Haar moeder wou eigenlijk enkele dagen eerder vertrekken, maar dan had Juliane haar diploma-uitreiking op de 23ste moeten missen. Ze kon haar moeder overtuigen en de reis werd uitgesteld tot kerstavond, de 24ste. “Mijn moeder en ik zouden naar Pucallpa vliegen en van daar naar het onderzoeksstation in de jungle rijden”, vertelde ze later in een interview met luchtvaartmagazine Austrian Wings.

Het was een vlucht van nog geen uur, maar het passagiersvliegtuig, een Lockheed L-188A Electra, kwam nooit aan. Kort voor de landing dook het een noodlottig onweer in. “Het was echt eng, de wolken vlogen rond het vliegtuig als levende wezens. De lucht was pikdonker, non-stop opgelicht door bliksemschichten”, aldus Koepcke. “Een onweer barstte los enLater onderzoek wees uit dat één van de brandstoftanks werd getroffen door de bliksem waardoor het vliegtuig in brand vloog.

De Lockheed stortte neer van zo’n 3.000 meter hoogte en viel tijdens die duikvlucht uit elkaar. Voor de crash werd Koepcke uit het vliegtuig geslingerd. “Ik was plotseling buiten in de lucht, vrij vallend, vastgebonden aan de stoel, kijkend naar het bos dat onder me ronddraaide.”

Ze verloor het bewustzijn. Toen ze weer wakker werd, was ze in de jungle, helemaal alleen.

Een rivier in de buurt van Panguana© Klaus Schönitzer

Krokodillen

“Ik werd de volgende ochtend pas om negen uur wakker. Dat weet ik omdat mijn horloge nog werkte. Ik moet dus de hele middag en nacht bewusteloos zijn geweest”, zei ze in 2018 in een interview met CNN.

Negen dagen dwaalde Koepcke door het regenwoud. Net als de Colombiaanse kinderen een halve eeuw later was ze, dankzij haar ouders, al vertrouwd met de jungle. De helft van haar tijd bracht ze door in het natuurreservaat, daarnaast ging het gezin geregeld kamperen elders in het Amazonewoud en in de Andes. “Voor mij was het nooit een groene hel, maar een habitat die ik wist te waarderen”, zei ze later. Ze zocht en vond een stroom en volgde die tot ze bij een grotere rivier uitkwam. “Dat is wat mijn vader altijd had gezegd: als je verdwaalt in de jungle, volg dan een beek in de richting van de stroming. Je zal een rivier en uiteindelijk hulp vinden.”

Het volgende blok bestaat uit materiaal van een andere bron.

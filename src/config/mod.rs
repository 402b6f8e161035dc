//! Configuration resolution
//!
//! Turns the raw `system syslog` subtree into an effective configuration:
//! 1. Generic merge of top-level defaults
//! 2. Per-node defaults for `console` and `global`
//! 3. Per-instance defaults for the `host`, `user` and `file` collections
//! 4. Restart detection on the VRF binding

mod change;
mod defaults;
mod effective;
mod keys;
mod merge;
mod resolver;
pub mod schema;
mod tagnode;

use serde_json::Value;

pub use change::{ChangeDetector, SnapshotDiff};
pub use defaults::{BuiltinDefaults, DefaultsProvider, SchemaDefaults};
pub use effective::EffectiveConfig;
pub use keys::{mangle_key, mangle_keys, mangle_tree};
pub use merge::{deep_merge, merge};
pub use resolver::ConfigResolver;
pub use tagnode::{resolve_node, resolve_tag_collection};

/// Ordered string-keyed tree used for raw input, defaults and output alike
pub type ConfigTree = serde_json::Map<String, Value>;

/// Named instances of a tag node
pub type TagCollection = ConfigTree;

/// Walk `path` from `root`, returning the node if every step exists
pub fn subtree<'a>(root: &'a Value, path: &[&str]) -> Option<&'a Value> {
    path.iter().try_fold(root, |node, key| node.get(key))
}

/// Borrow a value as a tree; valueless nodes (`null`) read as empty
pub(crate) fn as_tree(value: &Value) -> Option<ConfigTree> {
    match value {
        Value::Object(map) => Some(map.clone()),
        Value::Null => Some(ConfigTree::new()),
        _ => None,
    }
}

#[cfg(test)]
mod tests {
    use super::*;
    use serde_json::json;

    #[test]
    fn test_subtree_walk() {
        let root = json!({"system": {"syslog": {"vrf": "mgmt"}}});
        assert_eq!(subtree(&root, &["system", "syslog", "vrf"]), Some(&json!("mgmt")));
        assert_eq!(subtree(&root, &[]), Some(&root));
        assert!(subtree(&root, &["system", "ntp"]).is_none());
        assert!(subtree(&root, &["system", "syslog", "vrf", "x"]).is_none());
    }

    #[test]
    fn test_as_tree() {
        assert_eq!(as_tree(&Value::Null), Some(ConfigTree::new()));
        assert_eq!(as_tree(&json!({"a": 1})).map(|t| t.len()), Some(1));
        assert!(as_tree(&json!("scalar")).is_none());
    }
}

Een deur van het neergestorte vliegtuig in 2004

Tijdens haar tocht kwam ze geregeld krokodillen tegen. “Soms zag ik ze vanop de oever het water inspringen, mijn kant uit. Maar ik was niet bang. Ik wist dat krokodillen niet de neiging hebben om mensen aan te vallen.”

Onderweg kwam ze ook wrakstukken tegen en slachtoffers die minder geluk hebben gehad. “Ik vond nog een rij stoelen met drie dode vrouwen, nog steeds vastgebonden. De klap moet hard geweest zijn want ze waren bijna een halve meter in de grond begraven. Ik was geschokt. Ik wilde ze niet aanraken, maar ik wilde er zeker van zijn dat mijn moeder niet een van hen was. Dus pakte ik een stok en sloeg een schoen van een van de lichamen. De teennagels hadden nagellak, ik wist dat het mijn moeder niet kon zijn, ze gebruikte nooit nagellak.”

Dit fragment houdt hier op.